Record set START

//! In-memory columnar store, standing in for `chatify-columnar`'s
//! ScyllaDB-backed implementation in tests (§8 property 3, scenario S4).

use chatify_core::columnar::{ColumnarStore, ColumnarStoreError, HistoryReader};
use chatify_core::event::ChatEvent;
use chatify_core::scope::ScopeKey;
use chrono::{DateTime, Utc};
use std::collections::{HashMap, HashSet};
use std::future::Future;
use std::pin::Pin;
use std::sync::Mutex;
use uuid::Uuid;

struct Table {
    rows: HashMap<String, Vec<ChatEvent>>,
    seen_message_ids: HashSet<Uuid>,
}

/// Append-only store keyed by scope, deduplicating on `message_id` exactly
/// as the real `ColumnarStore::append` contract requires.
pub struct InMemoryColumnarStore {
    table: Mutex<Table>,
}

impl Default for InMemoryColumnarStore {
    fn default() -> Self {
        Self::new()
    }
}

impl InMemoryColumnarStore {
    /// Construct an empty store.
    #[must_use]
    pub fn new() -> Self {
        Self {
            table: Mutex::new(Table {
                rows: HashMap::new(),
                seen_message_ids: HashSet::new(),
            }),
        }
    }

    /// Total number of rows stored across all scopes, for test assertions.
    #[must_use]
    pub fn row_count(&self) -> usize {
        self.table
            .lock()
            .expect("table mutex poisoned")
            .rows
            .values()
            .map(Vec::len)
            .sum()
    }
}

impl ColumnarStore for InMemoryColumnarStore {
    fn append(
        &self,
        scope: &ScopeKey,
        event: &ChatEvent,
        _broker_partition: Option<i32>,
        _broker_offset: Option<i64>,
    ) -> Pin<Box<dyn Future<Output = Result<(), ColumnarStoreError>> + Send + '_>> {
        let key = scope.canonical();
        let event = event.clone();
        Box::pin(async move {
            let mut table = self.table.lock().expect("table mutex poisoned");
            if !table.seen_message_ids.insert(event.message_id) {
                return Ok(());
            }
            table.rows.entry(key).or_default().push(event);
            Ok(())
        })
    }
}

impl HistoryReader for InMemoryColumnarStore {
    fn query_by_scope(
        &self,
        scope: &ScopeKey,
        from: Option<DateTime<Utc>>,
        to: Option<DateTime<Utc>>,
        limit: u32,
    ) -> Pin<Box<dyn Future<Output = Result<Vec<ChatEvent>, ColumnarStoreError>> + Send + '_>> {
        let key = scope.canonical();
        Box::pin(async move {
            let table = self.table.lock().expect("table mutex poisoned");
            let mut rows = table.rows.get(&key).cloned().unwrap_or_default();
            rows.sort_by_key(|e| e.created_at_utc);
            let filtered = rows
                .into_iter()
                .filter(|e| from.is_none_or(|from| e.created_at_utc >= from))
                .filter(|e| to.is_none_or(|to| e.created_at_utc <= to))
                .take(limit as usize)
                .collect();
            Ok(filtered)
        })
    }
}

#[cfg(test)]
mod tests {
    use super::*;
    use chatify_core::scope::{ScopeId, ScopeType};

    fn scope() -> ScopeKey {
        ScopeKey::new(ScopeType::Channel, ScopeId::new_unchecked("scope-2"))
    }

    fn event(message_id: Uuid, text: &str) -> ChatEvent {
        ChatEvent::new(message_id, &scope(), "user-c", text, Utc::now(), "pod-1")
    }

    #[tokio::test]
    async fn append_is_idempotent_on_message_id() {
        let store = InMemoryColumnarStore::new();
        let id = Uuid::new_v4();
        store.append(&scope(), &event(id, "m1"), Some(0), Some(0)).await.expect("append");
        store.append(&scope(), &event(id, "m1"), Some(0), Some(0)).await.expect("append again");
        assert_eq!(store.row_count(), 1);
    }

    #[tokio::test]
    async fn query_returns_ascending_by_created_at() {
        let store = InMemoryColumnarStore::new();
        store.append(&scope(), &event(Uuid::new_v4(), "m2"), None, None).await.expect("append");
        store.append(&scope(), &event(Uuid::new_v4(), "m1"), None, None).await.expect("append");
        let rows = store
            .query_by_scope(&scope(), None, None, 10)
            .await
            .expect("query");
        let mut sorted = rows.clone();
        sorted.sort_by_key(|e| e.created_at_utc);
        assert_eq!(rows, sorted);
    }

    #[tokio::test]
    async fn query_respects_limit() {
        let store = InMemoryColumnarStore::new();
        for i in 0..5 {
            store
                .append(&scope(), &event(Uuid::new_v4(), &format!("m{i}")), None, None)
                .await
                .expect("append");
        }
        let rows = store.query_by_scope(&scope(), None, None, 2).await.expect("query");
        assert_eq!(rows.len(), 2);
    }
}
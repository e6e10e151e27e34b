//! Pod identity: the `origin_pod_id` stamped onto every event.
//!
//! Resolution walks a fallback chain of environment variables set by
//! whichever orchestrator the pod runs under, falling through to
//! `"localhost"` for bare local runs rather than failing startup.

/// Environment variables consulted by [`resolve`], in priority order.
pub const POD_ID_ENV_VARS: &[&str] = &["POD_NAME", "HOSTNAME", "COMPUTERNAME", "MACHINE_NAME"];

/// Fallback identity when none of [`POD_ID_ENV_VARS`] is set.
pub const DEFAULT_POD_ID: &str = "localhost";

/// Source of a pod's own identity.
pub trait PodIdentity: Send + Sync {
    /// This pod's identifier, stamped as `origin_pod_id` on every event it
    /// produces.
    fn pod_id(&self) -> &str;
}

/// A [`PodIdentity`] holding a fixed string, constructed once at startup.
#[derive(Clone, Debug)]
pub struct StaticPodIdentity(String);

impl StaticPodIdentity {
    /// Wrap an already-known pod id.
    #[must_use]
    pub fn new(pod_id: impl Into<String>) -> Self {
        Self(pod_id.into())
    }
}

impl PodIdentity for StaticPodIdentity {
    fn pod_id(&self) -> &str {
        &self.0
    }
}

/// Resolve this pod's identity by walking `POD_NAME` → `HOSTNAME` →
/// `COMPUTERNAME` → `MACHINE_NAME`, falling back to `"localhost"` if none
/// are set or all are empty.
#[must_use]
pub fn resolve() -> StaticPodIdentity {
    StaticPodIdentity::new(resolve_with(|var| std::env::var(var).ok()))
}

/// Core of [`resolve`], parameterized over the lookup function so the
/// fallback chain can be tested without touching real process environment.
fn resolve_with(lookup: impl Fn(&str) -> Option<String>) -> String {
    for var in POD_ID_ENV_VARS {
        if let Some(value) = lookup(var) {
            if !value.trim().is_empty() {
                return value;
            }
        }
    }
    DEFAULT_POD_ID.to_string()
}

#[cfg(test)]
mod tests {
    use super::*;
    use std::collections::HashMap;

    #[test]
    fn static_identity_returns_wrapped_value() {
        let identity = StaticPodIdentity::new("pod-7");
        assert_eq!(identity.pod_id(), "pod-7");
    }

    #[test]
    fn resolve_falls_back_to_localhost_when_nothing_set() {
        assert_eq!(resolve_with(|_| None), DEFAULT_POD_ID);
    }

    #[test]
    fn resolve_prefers_pod_name_over_hostname() {
        let mut env = HashMap::new();
        env.insert("POD_NAME", "pod-a".to_string());
        env.insert("HOSTNAME", "host-b".to_string());
        assert_eq!(resolve_with(|var| env.get(var).cloned()), "pod-a");
    }

    #[test]
    fn resolve_falls_through_empty_values() {
        let mut env = HashMap::new();
        env.insert("POD_NAME", String::new());
        env.insert("HOSTNAME", "host-b".to_string());
        assert_eq!(resolve_with(|var| env.get(var).cloned()), "host-b");
    }

    #[test]
    fn resolve_walks_full_chain_to_machine_name() {
        let mut env = HashMap::new();
        env.insert("MACHINE_NAME", "box-c".to_string());
        assert_eq!(resolve_with(|var| env.get(var).cloned()), "box-c");
    }
}
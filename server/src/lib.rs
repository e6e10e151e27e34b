//! # Chatify Server
//!
//! Single configurable startup for one Chatify pod: reads [`Config`],
//! constructs real or in-memory backends depending on
//! `MessageBrokerConfig::use_in_memory`, starts the metrics server, spawns
//! the Broadcast Consumer (C5) and History Writer (C6) loops, and returns a
//! [`ChatifyServer`] exposing the transport-facing operations (`Join`,
//! `Leave`, `Send`, `OnConnect`, `OnDisconnect`) for an (out-of-scope)
//! transport layer to call.
//!
//! ## Example
//!
//! ```no_run
//! use chatify_server::config::Config;
//! use chatify_testing::InMemoryConnectionSink;
//! use std::sync::Arc;
//!
//! # async fn example() -> Result<(), Box<dyn std::error::Error>> {
//! let sink = Arc::new(InMemoryConnectionSink::new());
//! let server = chatify_server::startup::run(Config::default(), sink).await?;
//! server.shutdown().await;
//! # Ok(())
//! # }
//! ```

#![forbid(unsafe_code)]
#![warn(missing_docs, clippy::pedantic)]
#![allow(clippy::module_name_repetitions)]

pub mod config;
pub mod error;
pub mod server;
pub mod startup;

pub use config::Config;
pub use error::StartupError;
pub use server::ChatifyServer;
//! Connection identity: what the Scope Registry (C1) tracks per socket.

use serde::{Deserialize, Serialize};
use std::fmt;

/// Opaque per-socket identifier, unique within a pod for the socket's
/// lifetime. Assigned by the transport layer on connect; Chatify never
/// constructs one itself.
#[derive(Clone, Debug, PartialEq, Eq, Hash, Serialize, Deserialize)]
pub struct ConnectionId(String);

impl ConnectionId {
    /// Wrap a transport-assigned identifier.
    #[must_use]
    pub fn new(id: impl Into<String>) -> Self {
        Self(id.into())
    }

    /// Borrow the underlying string.
    #[must_use]
    pub fn as_str(&self) -> &str {
        &self.0
    }
}

impl fmt::Display for ConnectionId {
    fn fmt(&self, f: &mut fmt::Formatter<'_>) -> fmt::Result {
        write!(f, "{}", self.0)
    }
}

/// Identifier of the authenticated user behind a connection.
#[derive(Clone, Debug, PartialEq, Eq, Hash, Serialize, Deserialize)]
pub struct UserId(String);

impl UserId {
    /// Wrap an authenticated user identifier.
    #[must_use]
    pub fn new(id: impl Into<String>) -> Self {
        Self(id.into())
    }

    /// Borrow the underlying string.
    #[must_use]
    pub fn as_str(&self) -> &str {
        &self.0
    }
}

impl fmt::Display for UserId {
    fn fmt(&self, f: &mut fmt::Formatter<'_>) -> fmt::Result {
        write!(f, "{}", self.0)
    }
}

/// A live connection tracked by the Scope Registry: who it is and which
/// scopes it has joined on this pod.
///
/// `joined_scopes` is maintained by the registry itself (via `join`/`leave`)
/// rather than by the caller mutating this struct directly.
#[derive(Clone, Debug, PartialEq, Eq)]
pub struct Connection {
    /// The socket's identifier.
    pub connection_id: ConnectionId,
    /// The user behind the socket.
    pub user_id: UserId,
}

impl Connection {
    /// Pair a connection id with its user.
    #[must_use]
    pub const fn new(connection_id: ConnectionId, user_id: UserId) -> Self {
        Self {
            connection_id,
            user_id,
        }
    }
}
//! Broadcast Consumer (C5): the per-pod loop that turns log records back
//! into pushes to locally-held connections.
//!
//! One instance runs per pod, subscribed under its own unique consumer
//! group (`chatify-broadcast-{pod_id}`, per §4.3) so every pod independently
//! observes every partition and can fan a message out to whichever of its
//! own connections are joined to that message's scope.

use chatify_core::delivery::{ConnectionSink, DeliveryError};
use chatify_core::event_bus::{EventBusError, EventConsumer};
use chatify_core::registry::ScopeRegistry;
use std::sync::Arc;
use std::time::Duration;
use tokio_util::sync::CancellationToken;

use crate::metrics::BroadcastMetrics;

/// Commit offsets at least this often even if the record-count threshold
/// hasn't been reached, per §4.3.
const COMMIT_INTERVAL: Duration = Duration::from_secs(5);

/// Commit offsets after this many consumed records even if the interval
/// hasn't elapsed, per §4.3.
const COMMIT_RECORD_THRESHOLD: usize = 500;

/// Drives one pod's broadcast consumer group: consume, fan out to local
/// connections via [`ConnectionSink`], commit in batches.
pub struct BroadcastConsumerLoop {
    consumer: Arc<dyn EventConsumer>,
    registry: Arc<ScopeRegistry>,
    sink: Arc<dyn ConnectionSink>,
}

impl BroadcastConsumerLoop {
    /// Construct a loop from its injected dependencies.
    #[must_use]
    pub fn new(
        consumer: Arc<dyn EventConsumer>,
        registry: Arc<ScopeRegistry>,
        sink: Arc<dyn ConnectionSink>,
    ) -> Self {
        Self {
            consumer,
            registry,
            sink,
        }
    }

    /// Subscribe under `group_id` (this pod's broadcast group, e.g.
    /// `chatify-broadcast-{pod_id}`) and run until `cancellation` fires.
    ///
    /// For each consumed record: look up the scope's locally-joined
    /// connections and deliver to each independently, never letting one
    /// failed delivery stop the others or stall the partition (§4.3, §4.5).
    /// Offsets are committed every [`COMMIT_INTERVAL`] or every
    /// [`COMMIT_RECORD_THRESHOLD`] records, whichever comes first, plus once
    /// more on graceful shutdown.
    ///
    /// # Errors
    ///
    /// Returns [`EventBusError::SubscribeFailed`] if the initial subscribe
    /// could not be established. Per-record delivery and commit failures are
    /// logged and do not end the loop.
    pub async fn run(
        &self,
        group_id: &str,
        cancellation: CancellationToken,
    ) -> Result<(), EventBusError> {
        use futures::StreamExt;

        let mut stream = self.consumer.subscribe(group_id).await?;
        let mut pending_since_commit = 0usize;
        let mut commit_ticker = tokio::time::interval(COMMIT_INTERVAL);
        let mut last_record: Option<chatify_core::event::EnrichedChatEvent> = None;

        loop {
            tokio::select! {
                biased;

                () = cancellation.cancelled() => {
                    if let Some(record) = &last_record {
                        if let Err(e) = self.consumer.commit(record).await {
                            tracing::error!(error = %e, "final commit on shutdown failed");
                        }
                    }
                    tracing::info!(%group_id, "broadcast consumer shutting down");
                    return Ok(());
                }

                _ = commit_ticker.tick() => {
                    if pending_since_commit > 0 {
                        if let Some(record) = &last_record {
                            if let Err(e) = self.consumer.commit(record).await {
                                tracing::error!(error = %e, "periodic commit failed");
                            } else {
                                pending_since_commit = 0;
                            }
                        }
                    }
                }

                item = stream.next() => {
                    let Some(item) = item else {
                        tracing::warn!(%group_id, "broadcast stream ended");
                        return Ok(());
                    };
                    let record = match item {
                        Ok(record) => record,
                        Err(e) => {
                            tracing::error!(error = %e, "failed to consume record");
                            continue;
                        }
                    };

                    self.deliver(&record).await;
                    pending_since_commit += 1;
                    last_record = Some(record);

                    if pending_since_commit >= COMMIT_RECORD_THRESHOLD {
                        if let Some(record) = &last_record {
                            if let Err(e) = self.consumer.commit(record).await {
                                tracing::error!(error = %e, "threshold commit failed");
                            } else {
                                pending_since_commit = 0;
                            }
                        }
                    }
                }
            }
        }
    }

    async fn deliver(&self, record: &chatify_core::event::EnrichedChatEvent) {
        let Ok(scope) = record.event.scope_key() else {
            tracing::error!(scope_id = %record.event.scope_id, "record has unparseable scope id, dropping");
            return;
        };
        for connection_id in self.registry.members_of(&scope) {
            match self.sink.deliver(&connection_id, &scope, &record.event).await {
                Ok(()) => BroadcastMetrics::record_delivered(),
                Err(DeliveryError::Timeout | DeliveryError::Closed) => {
                    BroadcastMetrics::record_dropped();
                }
            }
        }
    }
}
//! # Chatify Columnar
//!
//! Scylla-backed [`ColumnarStore`] (C6 write path) and [`HistoryReader`]
//! (C8 read path) over the `chat_messages` table (§6).
//!
//! The teacher workspace's durable store was Postgres via `sqlx`; the
//! wide, clustering-key-ordered `chat_messages` schema §6 specifies is a
//! columnar/wide-row shape, not a relational one, so this crate swaps in
//! `scylla` (a Cassandra-protocol driver) instead of generalizing the
//! teacher's Postgres projection store. See `DESIGN.md` for the full
//! rationale.
//!
//! ```text
//! CREATE TABLE chat_messages (
//!     scope_id text, created_at_utc timestamp, message_id uuid,
//!     sender_id text, text text, origin_pod_id text,
//!     broker_partition int, broker_offset bigint,
//!     PRIMARY KEY ((scope_id), created_at_utc, message_id)
//! ) WITH CLUSTERING ORDER BY (created_at_utc ASC);
//! ```

#![forbid(unsafe_code)]
#![warn(missing_docs)]

use chatify_core::columnar::{ColumnarStore, ColumnarStoreError, HistoryReader};
use chatify_core::event::ChatEvent;
use chatify_core::scope::{ScopeKey, ScopeType};
use chrono::{DateTime, Utc};
use scylla::frame::value::CqlTimestamp;
use scylla::statement::Consistency;
use scylla::transport::errors::QueryError;
use scylla::{Session, SessionBuilder};
use std::future::Future;
use std::pin::Pin;
use std::sync::Arc;
use uuid::Uuid;

const APPEND_CQL: &str = "INSERT INTO chat_messages \
    (scope_id, created_at_utc, message_id, sender_id, text, origin_pod_id, broker_partition, broker_offset) \
    VALUES (?, ?, ?, ?, ?, ?, ?, ?) IF NOT EXISTS";

const QUERY_RANGE_CQL: &str = "SELECT scope_id, created_at_utc, message_id, sender_id, text, origin_pod_id \
    FROM chat_messages WHERE scope_id = ? AND created_at_utc >= ? AND created_at_utc <= ? \
    LIMIT ?";

/// Whether a transport-level error from the driver is worth retrying (§4.4
/// step 4: connection failure, no host available, query timeout, general
/// network) versus a permanent one. Classification is by variant from the
/// driver's own error type, never by matching on the error's message text
/// (Design Notes §9).
#[must_use]
pub fn is_transient(error: &QueryError) -> bool {
    matches!(
        error,
        QueryError::IoError(_)
            | QueryError::ConnectionPoolError(_)
            | QueryError::RequestTimeout(_)
            | QueryError::TimeoutError
            | QueryError::DbError(scylla::transport::errors::DbError::Overloaded, _)
            | QueryError::DbError(scylla::transport::errors::DbError::Unavailable { .. }, _)
    )
}

/// Scylla-backed [`ColumnarStore`] and [`HistoryReader`].
///
/// Both traits are implemented on the same handle because both ultimately
/// issue prepared CQL statements over the same `Session`; production
/// deployments may still run the writer-side and reader-side in separate
/// pods, each holding its own instance.
pub struct ScyllaColumnarStore {
    session: Arc<Session>,
    append_statement: scylla::prepared_statement::PreparedStatement,
    query_statement: scylla::prepared_statement::PreparedStatement,
}

impl ScyllaColumnarStore {
    /// Connect to the cluster at `contact_points`, using `keyspace` as the
    /// current keyspace for unqualified table names, and prepare the two
    /// statements this store issues.
    ///
    /// Per §4.4/§4.8, appends run at `LocalQuorum` and range reads at
    /// `LocalOne`.
    ///
    /// # Errors
    ///
    /// Returns [`ColumnarStoreError::Unavailable`] if no node in
    /// `contact_points` could be reached, or preparing either statement
    /// failed.
    pub async fn connect(contact_points: &str, keyspace: &str) -> Result<Self, ColumnarStoreError> {
        let known_nodes: Vec<&str> = contact_points.split(',').map(str::trim).collect();
        let session = SessionBuilder::new()
            .known_nodes(&known_nodes)
            .use_keyspace(keyspace, false)
            .build()
            .await
            .map_err(|e| ColumnarStoreError::Unavailable(e.to_string()))?;

        let mut append_statement = session
            .prepare(APPEND_CQL)
            .await
            .map_err(|e| ColumnarStoreError::Unavailable(e.to_string()))?;
        append_statement.set_consistency(Consistency::LocalQuorum);

        let mut query_statement = session
            .prepare(QUERY_RANGE_CQL)
            .await
            .map_err(|e| ColumnarStoreError::Unavailable(e.to_string()))?;
        query_statement.set_consistency(Consistency::LocalOne);

        Ok(Self {
            session: Arc::new(session),
            append_statement,
            query_statement,
        })
    }
}

impl ColumnarStore for ScyllaColumnarStore {
    fn append(
        &self,
        scope: &ScopeKey,
        event: &ChatEvent,
        broker_partition: Option<i32>,
        broker_offset: Option<i64>,
    ) -> Pin<Box<dyn Future<Output = Result<(), ColumnarStoreError>> + Send + '_>> {
        let scope_id = scope.canonical();
        let event = event.clone();

        Box::pin(async move {
            let created_at = CqlTimestamp(event.created_at_utc.timestamp_millis());
            self.session
                .execute_unpaged(
                    &self.append_statement,
                    (
                        scope_id,
                        created_at,
                        event.message_id,
                        event.sender_id,
                        event.text,
                        event.origin_pod_id,
                        broker_partition,
                        broker_offset,
                    ),
                )
                .await
                .map_err(|e| {
                    if is_transient(&e) {
                        ColumnarStoreError::Unavailable(e.to_string())
                    } else {
                        ColumnarStoreError::WriteFailed(e.to_string())
                    }
                })?;
            Ok(())
        })
    }
}

impl HistoryReader for ScyllaColumnarStore {
    fn query_by_scope(
        &self,
        scope: &ScopeKey,
        from: Option<DateTime<Utc>>,
        to: Option<DateTime<Utc>>,
        limit: u32,
    ) -> Pin<Box<dyn Future<Output = Result<Vec<ChatEvent>, ColumnarStoreError>> + Send + '_>> {
        let scope_id = scope.canonical();
        let scope_type = scope.scope_type;

        Box::pin(async move {
            let from_ts = CqlTimestamp(from.map_or(0, |t| t.timestamp_millis()));
            let to_ts = CqlTimestamp(to.map_or(i64::MAX, |t| t.timestamp_millis()));

            let result = self
                .session
                .execute_unpaged(
                    &self.query_statement,
                    (scope_id, from_ts, to_ts, i32::try_from(limit).unwrap_or(i32::MAX)),
                )
                .await
                .map_err(|e| ColumnarStoreError::Unavailable(e.to_string()))?;

            let rows_result = result
                .into_rows_result()
                .map_err(|e| ColumnarStoreError::DecodeFailed(e.to_string()))?;

            let typed_rows: Vec<RawRow> = rows_result
                .rows::<RawRow>()
                .map_err(|e| ColumnarStoreError::DecodeFailed(e.to_string()))?
                .collect::<Result<_, _>>()
                .map_err(|e| ColumnarStoreError::DecodeFailed(e.to_string()))?;

            typed_rows
                .into_iter()
                .map(|row| decode_row(row, scope_type))
                .collect()
        })
    }
}

type RawRow = (String, CqlTimestamp, Uuid, String, String, String);

fn decode_row(row: RawRow, scope_type: ScopeType) -> Result<ChatEvent, ColumnarStoreError> {
    let (scope_id_col, created_at, message_id, sender_id, text, origin_pod_id) = row;

    let created_at_utc = DateTime::<Utc>::from_timestamp_millis(created_at.0)
        .ok_or_else(|| ColumnarStoreError::DecodeFailed("timestamp out of range".to_string()))?;

    let (_, scope_id) = scope_id_col
        .split_once(':')
        .ok_or_else(|| ColumnarStoreError::DecodeFailed(format!("malformed scope_id: {scope_id_col}")))?;

    Ok(ChatEvent {
        message_id,
        scope_type,
        scope_id: scope_id.to_string(),
        sender_id,
        text,
        created_at_utc,
        origin_pod_id,
    })
}

#[cfg(test)]
mod tests {
    use super::*;

    #[test]
    fn is_transient_classifies_timeout_as_retryable() {
        assert!(is_transient(&QueryError::TimeoutError));
    }

    #[test]
    fn is_transient_classifies_invalid_message_as_permanent() {
        let error = QueryError::InvalidMessage("bad query".to_string());
        assert!(!is_transient(&error));
    }
}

Record set END

- Required action
Give the total number of lines in the entries that contain the word "records", with no other words.

- Answer to the problem
3